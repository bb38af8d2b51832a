//! Account services: registration, credentials, profiles and deletion.

pub mod account_deletion;
pub mod user_service;

pub use account_deletion::DeletionReport;
pub use user_service::{AuthenticatedUser, RegisterInput, UserService, MAX_SEARCH_RESULTS};
//! Catalog screen state and its transitions.
//!
//! All UI state lives in one immutable [`CatalogState`] value. User input and
//! fetch completions arrive as [`CatalogMsg`]s; [`Reducer::reduce`] returns the
//! next state plus the [`CatalogEffect`]s a driver must carry out.
//!
//! Superseded requests follow a cancel-and-ignore policy: a source change asks
//! the driver to cancel the in-flight fetch, and any completion that still
//! arrives for it is dropped because its [`RequestId`] no longer matches.

use chrono::{DateTime, Utc};

use shelf_catalog::{Catalog, FilterState, Product, ProductFilter, group_by_tags};
use shelf_core::{Reducer, RequestId};

use crate::types::{CatalogSource, LoadError, LoadState};

#[derive(Debug, Clone, PartialEq)]
pub enum CatalogMsg {
    /// Switch to a new data source and fetch it.
    SourceChanged(CatalogSource),
    /// Fetch the current source again.
    Reload,
    FetchSucceeded {
        id: RequestId,
        products: Vec<Product>,
        fetched_at: DateTime<Utc>,
    },
    FetchFailed {
        id: RequestId,
        error: LoadError,
    },
    FilterTextChanged(String),
    InStockOnlyToggled,
    InStockOnlySet(bool),
}

impl CatalogMsg {
    /// Request a completion message belongs to, if any.
    pub fn request_id(&self) -> Option<RequestId> {
        match self {
            CatalogMsg::FetchSucceeded { id, .. } | CatalogMsg::FetchFailed { id, .. } => Some(*id),
            _ => None,
        }
    }
}

#[derive(Debug, Clone, PartialEq, Eq)]
pub enum CatalogEffect {
    Fetch { id: RequestId, source: CatalogSource },
    Cancel(RequestId),
}

#[derive(Debug, Clone, Default, PartialEq)]
pub struct CatalogState {
    source: Option<CatalogSource>,
    load: LoadState,
    /// Last successfully loaded catalog; survives later failures.
    catalog: Option<Catalog>,
    loaded_at: Option<DateTime<Utc>>,
    filter: FilterState,
    in_flight: Option<RequestId>,
    last_request: RequestId,
}

impl CatalogState {
    pub fn source(&self) -> Option<&CatalogSource> {
        self.source.as_ref()
    }

    pub fn load(&self) -> &LoadState {
        &self.load
    }

    /// `None` until something has loaded successfully.
    pub fn catalog(&self) -> Option<&Catalog> {
        self.catalog.as_ref()
    }

    pub fn loaded_at(&self) -> Option<DateTime<Utc>> {
        self.loaded_at
    }

    pub fn filter(&self) -> &FilterState {
        &self.filter
    }

    pub fn predicate(&self) -> ProductFilter {
        self.filter.predicate()
    }

    pub fn error(&self) -> Option<&LoadError> {
        self.load.error()
    }

    pub fn in_flight(&self) -> Option<RequestId> {
        self.in_flight
    }

    pub fn is_loading(&self) -> bool {
        self.load.is_loading()
    }

    /// True when a completion for `id` must be ignored.
    pub fn is_stale(&self, id: RequestId) -> bool {
        self.in_flight != Some(id)
    }

    fn start_fetch(&self, source: CatalogSource) -> (Self, Vec<CatalogEffect>) {
        let id = self.last_request.next();

        let mut effects = Vec::with_capacity(2);
        if let Some(previous) = self.in_flight {
            effects.push(CatalogEffect::Cancel(previous));
        }
        effects.push(CatalogEffect::Fetch {
            id,
            source: source.clone(),
        });

        let next = Self {
            source: Some(source),
            load: LoadState::Loading,
            in_flight: Some(id),
            last_request: id,
            ..self.clone()
        };
        (next, effects)
    }
}

impl Reducer for CatalogState {
    type Msg = CatalogMsg;
    type Effect = CatalogEffect;

    fn reduce(&self, msg: CatalogMsg) -> (Self, Vec<CatalogEffect>) {
        match msg {
            CatalogMsg::SourceChanged(source) => self.start_fetch(source),
            CatalogMsg::Reload => match &self.source {
                Some(source) => self.start_fetch(source.clone()),
                None => (self.clone(), Vec::new()),
            },
            CatalogMsg::FetchSucceeded { id, .. } | CatalogMsg::FetchFailed { id, .. }
                if self.is_stale(id) =>
            {
                (self.clone(), Vec::new())
            }
            CatalogMsg::FetchSucceeded {
                products,
                fetched_at,
                ..
            } => {
                let catalog = group_by_tags(Some(&products)).unwrap_or_default();
                let next = Self {
                    load: LoadState::Loaded(catalog.clone()),
                    catalog: Some(catalog),
                    loaded_at: Some(fetched_at),
                    in_flight: None,
                    ..self.clone()
                };
                (next, Vec::new())
            }
            CatalogMsg::FetchFailed { error, .. } => {
                let next = Self {
                    load: LoadState::Failed(error),
                    in_flight: None,
                    ..self.clone()
                };
                (next, Vec::new())
            }
            CatalogMsg::FilterTextChanged(text) => {
                let next = Self {
                    filter: self.filter.with_text(text),
                    ..self.clone()
                };
                (next, Vec::new())
            }
            CatalogMsg::InStockOnlyToggled => {
                let next = Self {
                    filter: self.filter.toggled_in_stock_only(),
                    ..self.clone()
                };
                (next, Vec::new())
            }
            CatalogMsg::InStockOnlySet(in_stock_only) => {
                let next = Self {
                    filter: self.filter.with_in_stock_only(in_stock_only),
                    ..self.clone()
                };
                (next, Vec::new())
            }
        }
    }
}
//! Interactive loop for the `shelf` binary.
//!
//! Input lines and state changes are handled as they arrive, so a fetch that
//! never finishes does not stop the user from switching sources or quitting.

use std::io::Write;

use anyhow::Context;
use tokio::io::{AsyncBufRead, AsyncBufReadExt};

use crate::controller::LoadController;
use crate::input::Input;
use crate::render::render;

/// Drive `controller` from `input`, writing a fresh render to `out` whenever
/// what the screen shows changes.
///
/// Returns on `quit`, or once input ends and the last load has settled.
pub async fn run<R, W>(controller: &LoadController, input: R, mut out: W) -> anyhow::Result<()>
where
    R: AsyncBufRead + Unpin,
    W: Write,
{
    let mut snapshots = controller.subscribe();
    let mut shown = String::new();
    let view = render(&snapshots.borrow_and_update().state);
    show(&mut out, &mut shown, view)?;

    let mut lines = input.lines();
    loop {
        tokio::select! {
            changed = snapshots.changed() => {
                if changed.is_err() {
                    break;
                }
                let view = render(&snapshots.borrow_and_update().state);
                show(&mut out, &mut shown, view)?;
            }
            line = lines.next_line() => {
                let Some(line) = line.context("failed to read input")? else {
                    let state = controller.settled().await;
                    show(&mut out, &mut shown, render(&state))?;
                    break;
                };
                if line.trim().is_empty() {
                    continue;
                }
                match Input::parse(&line) {
                    Ok(input) => match input.into_msg() {
                        Some(msg) => {
                            controller.dispatch(msg)?;
                        }
                        None => break,
                    },
                    Err(err) => writeln!(out, "{err}")?,
                }
            }
        }
    }
    Ok(())
}

fn show<W: Write>(out: &mut W, shown: &mut String, view: String) -> std::io::Result<()> {
    if view != *shown {
        out.write_all(view.as_bytes())?;
        out.flush()?;
        *shown = view;
    }
    Ok(())
}
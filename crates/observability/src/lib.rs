//! Tracing/logging setup shared by the `shelf` binaries.

/// Initialize process-wide tracing.
///
/// This is safe to call multiple times; subsequent calls become no-ops.
pub fn init() {
    tracing::init();
}

/// Subscriber configuration (filters, output format).
pub mod tracing;
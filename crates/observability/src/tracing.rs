//! Tracing/logging initialization.

use tracing_subscriber::EnvFilter;

/// Filter used when `RUST_LOG` is unset or unparsable.
pub const DEFAULT_FILTER: &str = "info";

/// Initialize tracing/logging for the process.
///
/// Logs go to stderr as JSON lines so stdout stays free for rendered output.
/// Safe to call multiple times (subsequent calls are no-ops).
pub fn init() {
    let filter = EnvFilter::try_from_default_env()
        .unwrap_or_else(|_| EnvFilter::new(DEFAULT_FILTER));

    let _ = tracing_subscriber::fmt()
        .with_env_filter(filter)
        .json()
        .with_writer(std::io::stderr)
        .with_timer(tracing_subscriber::fmt::time::SystemTime)
        .with_target(false)
        .try_init();
}

#[cfg(test)]
mod tests {
    #[test]
    fn init_is_idempotent() {
        super::init();
        super::init();
        ::tracing::info!("still alive after double init");
    }
}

→ **EXERCISE PROMPT**:
Exactly the lines from the one containing "let _ = tracing_subscriber::fmt()" to the final line of the data, both included, should be printed, and nothing more.

→ **RESPONSE BELOW**:
    let _ = tracing_subscriber::fmt()
        .with_env_filter(filter)
        .json()
        .with_writer(std::io::stderr)
        .with_timer(tracing_subscriber::fmt::time::SystemTime)
        .with_target(false)
        .try_init();
}

#[cfg(test)]
mod tests {
    #[test]
    fn init_is_idempotent() {
        super::init();
        super::init();
        ::tracing::info!("still alive after double init");
    }
}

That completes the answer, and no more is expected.